* WORK TO COMPLETE
Gather all lines in the entries below that include the word "SceneState".
═══ DATA EXTRACT
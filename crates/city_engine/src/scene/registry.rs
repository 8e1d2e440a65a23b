//! Entity registry
//!
//! Arena plus index: renderables live in a [`SlotMap`] and are addressed by
//! entity identifier through a side table. Metadata is stored separately so
//! entities without a renderable (unknown types) stay traversable.

use std::collections::HashMap;

use slotmap::SlotMap;

use super::document::EntityMetadata;
use super::renderable_object::RenderableObject;
use crate::materials::MaterialHandle;

slotmap::new_key_type! {
    /// Key of a renderable in the registry arena
    pub struct ObjectKey;
}

/// Identifier -> renderable and identifier -> metadata mappings for one scene
#[derive(Debug, Default)]
pub struct EntityRegistry {
    objects: SlotMap<ObjectKey, RenderableObject>,
    by_id: HashMap<String, ObjectKey>,
    metadata: HashMap<String, EntityMetadata>,
}

impl EntityRegistry {
    /// Create an empty registry
    pub fn new() -> Self {
        Self::default()
    }

    /// Register a renderable under its entity identifier
    ///
    /// A previous renderable with the same identifier is dropped (last write wins).
    pub fn insert_object(&mut self, object: RenderableObject) -> ObjectKey {
        let id = object.entity_id.clone();
        let key = self.objects.insert(object);
        if let Some(previous) = self.by_id.insert(id, key) {
            self.objects.remove(previous);
        }
        key
    }

    /// Register metadata under an entity identifier (last write wins)
    pub fn insert_metadata(&mut self, id: impl Into<String>, metadata: EntityMetadata) {
        self.metadata.insert(id.into(), metadata);
    }

    /// Drop whatever is registered for `id`
    ///
    /// Used when a later duplicate replaces an earlier entry with a different shape.
    pub fn remove(&mut self, id: &str) {
        if let Some(key) = self.by_id.remove(id) {
            self.objects.remove(key);
        }
        self.metadata.remove(id);
    }

    /// Renderable for an identifier
    pub fn get(&self, id: &str) -> Option<&RenderableObject> {
        self.by_id.get(id).and_then(|&key| self.objects.get(key))
    }

    /// Mutable renderable for an identifier
    pub fn get_mut(&mut self, id: &str) -> Option<&mut RenderableObject> {
        let key = *self.by_id.get(id)?;
        self.objects.get_mut(key)
    }

    /// Metadata for an identifier
    pub fn metadata(&self, id: &str) -> Option<&EntityMetadata> {
        self.metadata.get(id)
    }

    /// Whether a renderable exists for `id`
    pub fn contains(&self, id: &str) -> bool {
        self.by_id.contains_key(id)
    }

    /// Current material of a renderable
    pub fn material_of(&self, id: &str) -> Option<MaterialHandle> {
        self.get(id).map(|object| object.material)
    }

    /// Swap the material of a renderable, returning the previous handle
    pub fn set_material(&mut self, id: &str, material: MaterialHandle) -> Option<MaterialHandle> {
        self.get_mut(id).map(|object| std::mem::replace(&mut object.material, material))
    }

    /// Iterate renderables
    pub fn iter(&self) -> impl Iterator<Item = &RenderableObject> {
        self.objects.values()
    }

    /// Iterate renderables mutably
    pub fn iter_mut(&mut self) -> impl Iterator<Item = &mut RenderableObject> {
        self.objects.values_mut()
    }

    /// Iterate visible renderables
    pub fn visible(&self) -> impl Iterator<Item = &RenderableObject> {
        self.objects.values().filter(|object| object.visible)
    }

    /// Entity identifiers with a renderable, sorted
    pub fn ids(&self) -> Vec<&str> {
        let mut ids: Vec<&str> = self.by_id.keys().map(String::as_str).collect();
        ids.sort_unstable();
        ids
    }

    /// Number of renderables
    pub fn len(&self) -> usize {
        self.objects.len()
    }

    /// Whether no renderables are registered
    pub fn is_empty(&self) -> bool {
        self.objects.is_empty()
    }

    /// Number of metadata entries
    pub fn metadata_len(&self) -> usize {
        self.metadata.len()
    }

    /// Number of visible renderables
    pub fn visible_count(&self) -> usize {
        self.visible().count()
    }
}

#[cfg(test)]
mod tests {
    use super::*;
    use crate::foundation::math::Transform;
    use crate::scene::EntityKind;
    use serde_json::json;

    fn handles(n: usize) -> Vec<MaterialHandle> {
        let mut arena: SlotMap<MaterialHandle, ()> = SlotMap::with_key();
        (0..n).map(|_| arena.insert(())).collect()
    }

    fn object(id: &str, material: MaterialHandle) -> RenderableObject {
        RenderableObject::new(id, EntityKind::Pipe, Transform::identity(), material)
    }

    fn metadata(value: serde_json::Value) -> EntityMetadata {
        serde_json::from_value(value).unwrap()
    }

    #[test]
    fn test_insert_and_lookup() {
        let h = handles(1);
        let mut registry = EntityRegistry::new();
        registry.insert_object(object("a", h[0]));

        assert!(registry.contains("a"));
        assert_eq!(registry.material_of("a"), Some(h[0]));
        assert!(registry.get("b").is_none());
        assert_eq!(registry.len(), 1);
    }

    #[test]
    fn test_duplicate_id_last_write_wins() {
        let h = handles(2);
        let mut registry = EntityRegistry::new();
        registry.insert_object(object("a", h[0]));
        registry.insert_object(object("a", h[1]));

        assert_eq!(registry.len(), 1);
        assert_eq!(registry.material_of("a"), Some(h[1]));

        registry.insert_metadata("a", metadata(json!({"network": "water"})));
        registry.insert_metadata("a", metadata(json!({"network": "power"})));
        assert_eq!(registry.metadata("a").unwrap().network(), Some("power"));
        assert_eq!(registry.metadata_len(), 1);
    }

    #[test]
    fn test_set_material_returns_previous() {
        let h = handles(2);
        let mut registry = EntityRegistry::new();
        registry.insert_object(object("a", h[0]));

        assert_eq!(registry.set_material("a", h[1]), Some(h[0]));
        assert_eq!(registry.material_of("a"), Some(h[1]));
        assert_eq!(registry.set_material("missing", h[0]), None);
    }

    #[test]
    fn test_metadata_without_renderable() {
        let mut registry = EntityRegistry::new();
        registry.insert_metadata("ghost", metadata(json!({"connected_to": ["a"]})));
        assert!(!registry.contains("ghost"));
        assert!(registry.metadata("ghost").is_some());
    }

    #[test]
    fn test_remove_and_visible_count() {
        let h = handles(1);
        let mut registry = EntityRegistry::new();
        registry.insert_object(object("a", h[0]));
        registry.insert_object(object("b", h[0]));
        registry.get_mut("b").unwrap().visible = false;

        assert_eq!(registry.visible_count(), 1);
        assert_eq!(registry.ids(), vec!["a", "b"]);

        registry.remove("a");
        assert_eq!(registry.len(), 1);
        assert_eq!(registry.visible_count(), 0);
    }
}
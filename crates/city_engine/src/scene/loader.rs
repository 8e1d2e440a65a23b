//! Scene loader
//!
//! Turns a [`SceneDocument`] into a populated [`EntityRegistry`]. Building
//! colors are graded against the tallest building of the current document,
//! so the maximum height is computed before any renderable is built.

use std::collections::HashSet;

use crate::core::config::MaterialConfig;
use crate::foundation::math::{Transform, Vec3};
use crate::materials::MaterialContext;
use super::document::{EntityRecord, Groups, SceneDocument};
use super::entity_kind::EntityKind;
use super::registry::EntityRegistry;
use super::renderable_object::RenderableObject;
use super::scene_graph::Aabb;

/// Material name that switches buildings onto the graded palette
pub const GRADED_MATERIAL: &str = "concrete";

/// Result of loading one document
#[derive(Debug)]
pub struct SceneState {
    /// Renderables and metadata by entity identifier
    pub registry: EntityRegistry,
    /// Group indices, passed through unmodified
    pub groups: Groups,
    /// Bounds declared by the document
    pub city_bounds: Option<Aabb>,
    /// Union of renderable world bounds
    pub derived_bounds: Option<Aabb>,
    /// Tallest building height used for grading
    pub max_height: f32,
    /// Entities skipped for an unrecognised type
    pub skipped: usize,
    /// Entity records seen, duplicates included
    pub entity_count: usize,
    /// Document format version
    pub spec_version: String,
}

impl SceneState {
    /// Bounds to frame: declared bounds first, derived bounds otherwise
    pub fn bounds(&self) -> Option<Aabb> {
        self.city_bounds.or(self.derived_bounds)
    }
}

/// Builds [`SceneState`] from documents
pub struct SceneLoader;

impl SceneLoader {
    /// Load a document into fresh state
    ///
    /// Unknown entity types are skipped and counted; unknown materials fall
    /// back to the error color. Nothing in here fails.
    pub fn load(
        document: &SceneDocument,
        materials: &mut MaterialContext,
        config: &MaterialConfig,
    ) -> SceneState {
        let max_height = Self::max_building_height(document, config.default_max_height);

        let mut registry = EntityRegistry::new();
        let mut seen = HashSet::new();
        let mut skipped = 0;

        for record in &document.entities {
            if !seen.insert(record.id.as_str()) {
                log::trace!("Duplicate entity id '{}', replacing earlier entry", record.id);
                registry.remove(&record.id);
            }

            if let Some(metadata) = &record.metadata {
                registry.insert_metadata(record.id.clone(), metadata.clone());
            }

            let Some(kind) = EntityKind::parse(&record.entity_type) else {
                log::debug!("Skipping entity '{}' with unknown type '{}'", record.id, record.entity_type);
                skipped += 1;
                continue;
            };

            let material = if kind.is_building() && record.material == GRADED_MATERIAL {
                materials.resolve_graded(record.dimensions.y / max_height)
            } else {
                materials.resolve_flat(&record.material)
            };

            registry.insert_object(RenderableObject::new(
                record.id.clone(),
                kind,
                Self::placement(record),
                material,
            ));
        }

        let derived_bounds = registry
            .iter()
            .map(RenderableObject::world_bounds)
            .reduce(|acc, bounds| acc.union(&bounds));
        let city_bounds = document.metadata.city_bounds.map(Aabb::from);

        log::info!(
            "Loaded scene v{}: {} renderables, {} skipped, max building height {:.1}, bounds {}",
            document.metadata.spec_version,
            registry.len(),
            skipped,
            max_height,
            match city_bounds.or(derived_bounds) {
                Some(bounds) => format!("{:?} .. {:?}", bounds.min.as_slice(), bounds.max.as_slice()),
                None => "none".to_string(),
            }
        );

        SceneState {
            registry,
            groups: document.groups.clone(),
            city_bounds,
            derived_bounds,
            max_height,
            skipped,
            entity_count: document.entities.len(),
            spec_version: document.metadata.spec_version.clone(),
        }
    }

    /// Tallest building in the document, or `default` when there is none
    pub fn max_building_height(document: &SceneDocument, default: f32) -> f32 {
        document
            .entities
            .iter()
            .filter(|record| record.entity_type == EntityKind::Building.as_str())
            .map(|record| record.dimensions.y)
            .filter(|height| height.is_finite() && *height > 0.0)
            .reduce(f32::max)
            .unwrap_or(default)
    }

    /// Center-origin transform for a record whose position is its base
    pub fn placement(record: &EntityRecord) -> Transform {
        let dimensions = record.dimensions.to_vec3();
        let position = record.position.to_vec3() + Vec3::new(0.0, dimensions.y / 2.0, 0.0);
        Transform::new(position, record.rotation_quat(), dimensions)
    }
}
══════
* REPLY TO THE TASK
pub struct SceneState {
impl SceneState {
/// Builds [`SceneState`] from documents
    ) -> SceneState {
        SceneState {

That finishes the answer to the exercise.